KEY POINTS:
If credit is the life blood of the economy, confidence is the life blood of capital markets. Restoring confidence is the essential challenge facing policymakers now.
Former Federal Reserve chairman Paul Volcker and former US Treasury secretary Nicholas Brady have called for a bolder and, crucially, a more systematic move than the ad hoc lifeline-throwing we have seen so far.
The idea seems to have gained traction.
You could see it as a distasteful, morally hazardous case of privatising the gains and socialising the losses.
Or you could see it as the pragmatic lesser evil compared with a continued haemorrhagic loss of confidence in the global banking system.

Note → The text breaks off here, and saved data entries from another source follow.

//! Block descriptors, layout constants, and the on-heap [`Stamp`] format.

use std::mem::{align_of, size_of};

use static_assertions::{const_assert, const_assert_eq};

use crate::arena::BlockHandle;

/// Payload sizes are rounded up to a multiple of this, and every payload
/// starts on such a boundary.
pub const BLOCK_ALIGN: usize = 8;

/// Bytes reserved in front of every payload. The reserved region holds the
/// block's [`Stamp`].
pub const HEADER_SIZE: usize = size_of::<Stamp>();

/// Smallest payload a split remainder may have. A free block is only split
/// when the excess strictly exceeds `HEADER_SIZE + MIN_REMAINDER`.
pub const MIN_REMAINDER: usize = BLOCK_ALIGN;

const_assert_eq!(HEADER_SIZE, 16);
const_assert_eq!(HEADER_SIZE % BLOCK_ALIGN, 0);
const_assert!(align_of::<Stamp>() <= BLOCK_ALIGN);

const STAMP_SEAL: u64 = u64::from_le_bytes(*b"bfmblock");

/// Marker written into the reserved bytes in front of a payload when the
/// block is handed out or carved.
///
/// The stamp routes a raw payload pointer back to the arena slot owning the
/// block: the seal rejects pointers into payload interiors, and the recorded
/// index/generation pair is validated against the arena so that stale
/// pointers (to blocks long since absorbed by coalescing) are detected
/// instead of silently corrupting the directory.
#[derive(Copy, Clone, Debug, PartialEq, Eq)]
#[repr(C)]
pub struct Stamp {
    seal: u64,
    index: u32,
    generation: u32,
}

impl Stamp {
    #[inline]
    pub fn for_handle(handle: BlockHandle) -> Stamp {
        Stamp {
            seal: STAMP_SEAL,
            index: handle.index(),
            generation: handle.generation(),
        }
    }

    /// Returns the recorded handle, or `None` if the seal bytes do not match
    /// (the location never held a stamp, or a payload write clobbered it).
    #[inline]
    pub fn handle(&self) -> Option<BlockHandle> {
        (self.seal == STAMP_SEAL).then(|| BlockHandle::new(self.index, self.generation))
    }
}

/// Diagnostic tag recording how a block last entered the directory.
/// Carries no behavioral weight.
#[derive(Copy, Clone, Debug, PartialEq, Eq)]
#[repr(u32)]
pub enum Provenance {
    /// Created by a fresh heap growth.
    Fresh = 0x1234_5678,
    /// Handed out again from the directory after a release.
    Reused = 0x7777_7777,
    /// Remainder carved off an oversized block by the splitter.
    Carved = 0x00CA_4FED,
}

/// Bookkeeping for one managed block.
///
/// Descriptors live in the slot arena; the managed heap itself only carries
/// the per-block [`Stamp`] plus payload bytes.
#[derive(Clone, Debug, PartialEq, Eq)]
pub struct Block {
    /// Offset of the block (its stamp region) from the start of the managed
    /// heap. Always a multiple of [`BLOCK_ALIGN`].
    pub offset: usize,
    /// Payload size in bytes, excluding the stamp region.
    /// Always a multiple of [`BLOCK_ALIGN`].
    pub size: usize,
    /// Whether the block is currently unallocated.
    pub free: bool,
    /// Bytes reserved beyond the owner's original request (internal
    /// fragmentation). Meaningful only while the block is occupied.
    pub slack: usize,
    /// Directory predecessor, in ascending address order.
    pub prev: Option<BlockHandle>,
    /// Directory successor, in ascending address order.
    pub next: Option<BlockHandle>,
    pub provenance: Provenance,
}

impl Block {
    /// Heap offset of the first payload byte.
    #[inline]
    pub fn payload_offset(&self) -> usize {
        self.offset + HEADER_SIZE
    }

    /// Heap offset one past the last payload byte.
    #[inline]
    pub fn end_offset(&self) -> usize {
        self.offset + HEADER_SIZE + self.size
    }
}
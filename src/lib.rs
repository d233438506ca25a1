//! A single-threaded best-fit memory allocator with generational block
//! bookkeeping.
//!
//! The crate provides the classic `malloc`/`calloc`/`realloc`/`free` quartet
//! as methods on an explicit allocator object, plus a fragmentation
//! diagnostic. The managed heap is a contiguous region obtained from a
//! [grower](#growers) and extended on demand; memory is never handed back to
//! the operating system. Everything that is freed goes back into the block
//! directory and gets reused.
//!
//! # Usage
//! ```
//! use bestfit_malloc::BestFitMalloc;
//! use bestfit_malloc::growers::ArenaGrower;
//!
//! let mut region = vec![0_u8; 4096];
//! let grower = ArenaGrower::new(region.as_mut_ptr(), region.len());
//! let mut malloc = unsafe { BestFitMalloc::with_grower(grower) };
//!
//! let p = malloc.allocate(24).expect("the region has room");
//! unsafe { p.as_ptr().write_bytes(0xAB, 24) };
//! malloc.release(p.as_ptr()).unwrap();
//! assert_eq!(malloc.total_fragmentation(), 0);
//! ```
//!
//! On Linux the same allocator can manage the process data segment through
//! [`BrkGrower`](growers::BrkGrower) instead.
//!
//! # Mode of operation
//! The allocator keeps an address-ordered directory of every block it has
//! ever carved out of the heap:
//! - An allocation walks the directory for the *smallest* free block that
//!   can hold the rounded request (best fit, exact match preferred). A block
//!   with too much excess is split, the remainder staying free.
//! - If nothing fits, the grower extends the heap and a fresh block is
//!   appended at the tail.
//! - A release marks the block free and eagerly merges it with free
//!   directory neighbors, reclaiming their header space.
//!
//! ## Blocks and stamps
//! Each block is `HEADER_SIZE` reserved bytes followed by a payload whose
//! size is a multiple of 8. Unlike a textbook malloc, the block metadata
//! does not live in those reserved bytes: descriptors sit in a generational
//! slot arena and the directory links their handles. The reserved bytes
//! only hold a stamp that routes a payload pointer back to its handle, which
//! is how stale and bogus pointers are caught and reported as typed errors
//! instead of corrupting the heap.
//!
//! ## Growers
//! A grower is the allocator's window onto its contiguous buffer. The
//! allocator is generic over [`Grower`](growers::Grower), so the engine runs
//! unchanged on the program break or on any caller-provided region.
//!
//! # Concurrency
//! None. The allocator is strictly single-threaded by design: every
//! operation runs synchronously to completion and heap growth must be
//! serialized by the caller. Wrap the allocator yourself if you need to
//! share it.

pub use crate::bestfit::{BestFitMalloc, ReleaseError};

mod arena;
mod bestfit;
mod block;
mod directory;
pub mod growers;
mod util;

Volcker and Brady describe the crisis in biological terms.
The financial system is clogged with enormous amounts of toxic real estate debt that will never be fully repaid.
Until this "decaying tissue" is removed from the system the infection will spread, confidence will deteriorate further and we will have to live through "the mother of all credit contractions".
"The pathology of this crisis is that unless you get ahead of it ... it devours the weakest link in the chain and then moves on to devour the next weakest link."
They propose something like a mechanism used in the wake of the savings and loan crisis of the 1980s: a Government body that would buy up bad property-related debt at some sort of fair value and quarantine it.
That would put a floor under prices, restore liquidity and allow credit markets in danger of seizing up to operate freely again.
It would, they acknowledge, require "serious money".
But as it would be more patient capital than the private sector or the Fed's discount window can provide, the new entity could warehouse the debt for longer and allow for a more orderly liquidation, maybe even a chance for it to recover some of its value, they say.
Easier said than done.
There is a lot of it this time around.
One suspects the poor old American taxpayer will end up taking quite a bath.
But so far banks' cumulative losses have totalled more than US$500 billion ($741 billion). Only two-thirds of that has been replaced by new capital.
And every dollar less capital a bank has means many more dollars of lending it can no longer support.